Technical Program

Paper Detail

Paper ID	E-1-2.6
Paper Title	Deep Semantic Encoder-Decoder Network for Acoustic Scene Classification with Multiple Devices
Authors	Xinxin Ma, Jiangsu Normal University, China; Yunfei Shao, Tsinghua University, China; Yong Ma, Jiangsu Normal University, China; Wei-Qiang Zhang, Tsinghua University, China
Session	E-1-2: Music Information Processing 1, Audio Scene Classification
Time	Tuesday, 08 December, 15:30 - 17:00
Presentation Time:	Tuesday, 08 December, 16:45 - 17:00 Check your Time Zone
	All times are in New Zealand Time (UTC +13)

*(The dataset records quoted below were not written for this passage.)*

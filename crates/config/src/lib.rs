//! Configuration loading, validation, and management for AlzAssist.
//!
//! Loads configuration from `~/.alzassist/config.toml` with environment
//! variable overrides. Validates all settings at startup. The resulting
//! value is passed explicitly into constructors; nothing reads process
//! environment after `load()` returns.

use serde::{Deserialize, Serialize};
use std::collections::BTreeMap;
use std::path::{Path, PathBuf};

/// The root configuration structure.
///
/// Maps directly to `~/.alzassist/config.toml`.
#[derive(Debug, Clone, Default, Serialize, Deserialize)]
pub struct AppConfig {
    /// Reasoning back-end
    #[serde(default)]
    pub reasoner: ReasonerConfig,

    /// Loop bounds and tool policy
    #[serde(default)]
    pub orchestrator: OrchestratorSettings,

    /// Curated corpus search service
    #[serde(default)]
    pub corpus: CorpusConfig,

    /// Open literature source
    #[serde(default)]
    pub external_literature: ExternalLiteratureConfig,

    #[serde(default)]
    pub knowledge_graph: KnowledgeGraphConfig,

    #[serde(default)]
    pub plotting: PlottingConfig,
}

/// Redact a secret string for Debug output.
fn redact(s: &Option<String>) -> &'static str {
    match s {
        Some(_) => "[REDACTED]",
        None => "None",
    }
}

#[derive(Clone, Serialize, Deserialize)]
pub struct ReasonerConfig {
    /// Back-end name: "openrouter", "openai", "ollama", or any
    /// OpenAI-compatible endpoint given through `api_url`
    #[serde(default = "default_provider")]
    pub provider: String,

    #[serde(default = "default_model")]
    pub model: String,

    /// Overrides the provider's default base URL
    #[serde(default, skip_serializing_if = "Option::is_none")]
    pub api_url: Option<String>,

    #[serde(default, skip_serializing_if = "Option::is_none")]
    pub api_key: Option<String>,

    #[serde(default = "default_temperature")]
    pub temperature: f32,

    #[serde(default = "default_max_tokens")]
    pub max_tokens: u32,

    #[serde(default = "default_reasoner_timeout")]
    pub timeout_secs: u64,
}

fn default_provider() -> String {
    "openrouter".into()
}
fn default_model() -> String {
    "anthropic/claude-sonnet-4".into()
}
fn default_temperature() -> f32 {
    0.2
}
fn default_max_tokens() -> u32 {
    4096
}
fn default_reasoner_timeout() -> u64 {
    120
}

impl Default for ReasonerConfig {
    fn default() -> Self {
        Self {
            provider: default_provider(),
            model: default_model(),
            api_url: None,
            api_key: None,
            temperature: default_temperature(),
            max_tokens: default_max_tokens(),
            timeout_secs: default_reasoner_timeout(),
        }
    }
}

impl std::fmt::Debug for ReasonerConfig {
    fn fmt(&self, f: &mut std::fmt::Formatter<'_>) -> std::fmt::Result {
        f.debug_struct("ReasonerConfig")
            .field("provider", &self.provider)
            .field("model", &self.model)
            .field("api_url", &self.api_url)
            .field("api_key", &redact(&self.api_key))
            .field("temperature", &self.temperature)
            .field("max_tokens", &self.max_tokens)
            .field("timeout_secs", &self.timeout_secs)
            .finish()
    }
}

/// How strictly the primary-tool-first policy is applied.
#[derive(Debug, Clone, Copy, Default, PartialEq, Eq, Serialize, Deserialize)]
#[serde(rename_all = "lowercase")]
pub enum RoutingMode {
    /// Every enabled tool is visible; out-of-order use is only reported
    #[default]
    Advisory,
    /// External tools stay hidden until the primary tool has been tried
    Gated,
}

#[derive(Debug, Clone, Serialize, Deserialize)]
pub struct OrchestratorSettings {
    #[serde(default = "default_max_iterations")]
    pub max_iterations: u32,

    #[serde(default = "default_per_tool_timeout_ms")]
    pub per_tool_timeout_ms: u64,

    /// Tool subset enabled for sessions; `None` enables every registered tool
    #[serde(default, skip_serializing_if = "Option::is_none")]
    pub enabled_tools: Option<Vec<String>>,

    #[serde(default)]
    pub routing: RoutingMode,

    /// Terminate when the primary corpus tool reports itself unavailable
    #[serde(default = "default_true")]
    pub fatal_on_primary_unavailable: bool,
}

fn default_max_iterations() -> u32 {
    10
}
fn default_per_tool_timeout_ms() -> u64 {
    120_000
}
fn default_true() -> bool {
    true
}

impl Default for OrchestratorSettings {
    fn default() -> Self {
        Self {
            max_iterations: default_max_iterations(),
            per_tool_timeout_ms: default_per_tool_timeout_ms(),
            enabled_tools: None,
            routing: RoutingMode::default(),
            fatal_on_primary_unavailable: true,
        }
    }
}

#[derive(Debug, Clone, Serialize, Deserialize)]
pub struct CorpusConfig {
    /// Base URL of the corpus search service; unset means unavailable
    #[serde(default, skip_serializing_if = "Option::is_none")]
    pub endpoint: Option<String>,

    #[serde(default = "default_corpus")]
    pub default_corpus: String,

    /// Corpus name → index name on the search service
    #[serde(default = "default_corpora")]
    pub corpora: BTreeMap<String, String>,

    #[serde(default = "default_corpus_timeout")]
    pub timeout_secs: u64,
}

fn default_corpus() -> String {
    "medium".into()
}
fn default_corpora() -> BTreeMap<String, String> {
    [
        ("small", "pqa_index_small"),
        ("medium", "pqa_index_medium"),
        ("large", "pqa_index_large"),
    ]
    .into_iter()
    .map(|(k, v)| (k.to_string(), v.to_string()))
    .collect()
}
fn default_corpus_timeout() -> u64 {
    300
}

impl Default for CorpusConfig {
    fn default() -> Self {
        Self {
            endpoint: None,
            default_corpus: default_corpus(),
            corpora: default_corpora(),
            timeout_secs: default_corpus_timeout(),
        }
    }
}

#[derive(Debug, Clone, Serialize, Deserialize)]
pub struct ExternalLiteratureConfig {
    #[serde(default = "default_europe_pmc")]
    pub base_url: String,

    #[serde(default = "default_max_results")]
    pub max_results: u32,

    #[serde(default = "default_external_timeout")]
    pub timeout_secs: u64,
}

fn default_europe_pmc() -> String {
    "https://www.ebi.ac.uk/europepmc/webservices/rest".into()
}
fn default_max_results() -> u32 {
    5
}
fn default_external_timeout() -> u64 {
    30
}

/// Europe PMC's useful page size; larger requests are rejected at load.
pub const MAX_EXTERNAL_RESULTS: u32 = 25;

impl Default for ExternalLiteratureConfig {
    fn default() -> Self {
        Self {
            base_url: default_europe_pmc(),
            max_results: default_max_results(),
            timeout_secs: default_external_timeout(),
        }
    }
}

#[derive(Debug, Clone, Default, Serialize, Deserialize)]
pub struct KnowledgeGraphConfig {
    /// Directory holding `kg-alzheimers_nodes.tsv` and `kg-alzheimers_edges.tsv`
    #[serde(default, skip_serializing_if = "Option::is_none")]
    pub data_dir: Option<PathBuf>,
}

#[derive(Debug, Clone, Serialize, Deserialize)]
pub struct PlottingConfig {
    #[serde(default = "default_plot_dir")]
    pub output_dir: PathBuf,

    #[serde(default = "default_plot_url_prefix")]
    pub url_prefix: String,
}

fn default_plot_dir() -> PathBuf {
    PathBuf::from("static/plots")
}
fn default_plot_url_prefix() -> String {
    "/static/plots".into()
}

impl Default for PlottingConfig {
    fn default() -> Self {
        Self {
            output_dir: default_plot_dir(),
            url_prefix: default_plot_url_prefix(),
        }
    }
}

impl AppConfig {
    /// Load configuration from the default path (~/.alzassist/config.toml).
    ///
    /// Environment overrides, applied after the file:
    /// - `ALZASSIST_API_KEY`, then `OPENROUTER_API_KEY`, then `OPENAI_API_KEY`
    ///   (only when the file sets no key)
    /// - `ALZASSIST_PROVIDER`, `ALZASSIST_MODEL`
    /// - `ALZASSIST_CORPUS_ENDPOINT`, `ALZASSIST_KG_DATA_DIR`
    pub fn load() -> Result<Self, ConfigError> {
        let config_path = Self::config_path();
        let mut config = Self::load_from(&config_path)?;
        config.apply_env(|key| std::env::var(key).ok());
        config.validate()?;
        Ok(config)
    }

    /// Load configuration from a specific file path.
    pub fn load_from(path: &Path) -> Result<Self, ConfigError> {
        if !path.exists() {
            tracing::info!("No config file found at {}, using defaults", path.display());
            return Ok(Self::default());
        }

        let content = std::fs::read_to_string(path).map_err(|e| ConfigError::ReadError {
            path: path.to_path_buf(),
            reason: e.to_string(),
        })?;

        let config: Self = toml::from_str(&content).map_err(|e| ConfigError::ParseError {
            path: path.to_path_buf(),
            reason: e.to_string(),
        })?;

        config.validate()?;
        Ok(config)
    }

    /// Apply overrides from an environment lookup.
    pub fn apply_env<F>(&mut self, lookup: F)
    where
        F: Fn(&str) -> Option<String>,
    {
        if self.reasoner.api_key.is_none() {
            self.reasoner.api_key = lookup("ALZASSIST_API_KEY")
                .or_else(|| lookup("OPENROUTER_API_KEY"))
                .or_else(|| lookup("OPENAI_API_KEY"));
        }
        if let Some(provider) = lookup("ALZASSIST_PROVIDER") {
            self.reasoner.provider = provider;
        }
        if let Some(model) = lookup("ALZASSIST_MODEL") {
            self.reasoner.model = model;
        }
        if let Some(endpoint) = lookup("ALZASSIST_CORPUS_ENDPOINT") {
            self.corpus.endpoint = Some(endpoint);
        }
        if let Some(dir) = lookup("ALZASSIST_KG_DATA_DIR") {
            self.knowledge_graph.data_dir = Some(PathBuf::from(dir));
        }
    }

    /// Get the configuration directory path.
    pub fn config_dir() -> PathBuf {
        dirs_home().join(".alzassist")
    }

    pub fn config_path() -> PathBuf {
        Self::config_dir().join("config.toml")
    }

    /// Validate the configuration.
    pub fn validate(&self) -> Result<(), ConfigError> {
        if !(0.0..=2.0).contains(&self.reasoner.temperature) {
            return Err(ConfigError::ValidationError(
                "reasoner.temperature must be between 0.0 and 2.0".into(),
            ));
        }

        if self.orchestrator.max_iterations == 0 {
            return Err(ConfigError::ValidationError(
                "orchestrator.max_iterations must be at least 1".into(),
            ));
        }

        if self.orchestrator.per_tool_timeout_ms == 0 {
            return Err(ConfigError::ValidationError(
                "orchestrator.per_tool_timeout_ms must be > 0".into(),
            ));
        }

        if !self.corpus.corpora.contains_key(&self.corpus.default_corpus) {
            return Err(ConfigError::ValidationError(format!(
                "corpus.default_corpus '{}' is not listed in corpus.corpora",
                self.corpus.default_corpus
            )));
        }

        if self.external_literature.max_results == 0
            || self.external_literature.max_results > MAX_EXTERNAL_RESULTS
        {
            return Err(ConfigError::ValidationError(format!(
                "external_literature.max_results must be between 1 and {MAX_EXTERNAL_RESULTS}"
            )));
        }

        Ok(())
    }

    /// Check if an API key is available (from config or environment).
    pub fn has_api_key(&self) -> bool {
        self.reasoner.api_key.is_some()
    }

    /// Generate a default config TOML string (for `onboard` command).
    pub fn default_toml() -> String {
        let config = Self::default();
        toml::to_string_pretty(&config).unwrap_or_default()
    }
}

/// Get the user's home directory.
fn dirs_home() -> PathBuf {
    #[cfg(target_os = "windows")]
    {
        std::env::var("USERPROFILE")
            .map(PathBuf::from)
            .unwrap_or_else(|_| PathBuf::from("C:\\Users\\Default"))
    }
    #[cfg(not(target_os = "windows"))]
    {
        std::env::var("HOME")
            .map(PathBuf::from)
            .unwrap_or_else(|_| PathBuf::from("/tmp"))
    }
}

/// Configuration errors.
#[derive(Debug, thiserror::Error)]
pub enum ConfigError {
    #[error("Failed to read config file at {path}: {reason}")]
    ReadError { path: PathBuf, reason: String },

    #[error("Failed to parse config file at {path}: {reason}")]
    ParseError { path: PathBuf, reason: String },

    #[error("Configuration validation failed: {0}")]
    ValidationError(String),
}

Topic	Speech, Language, and Audio (SLA):
Abstract	In this paper, we proposed Mini-SegNet, a simplified decoder-encoder SegNet model to capture deep semantic information in sound events. The semantic information can effectively discriminate the acoustic segments in different scenes. We also applied spectrum correction to combat mismatched frequency response. In order to prevent overfitting, we adopted mixup augmentation, ImageDataGenerator and temporal crop augmentation for data augmentation. Our best single system achieved an average accuracy of 65.15% on different devices in the DCASE2020 Development dataset, more than 10% improvement over the baseline system. The results indicate that our approach can achieve great classification performance, without use of any supplementary data from outside the official challenge dataset.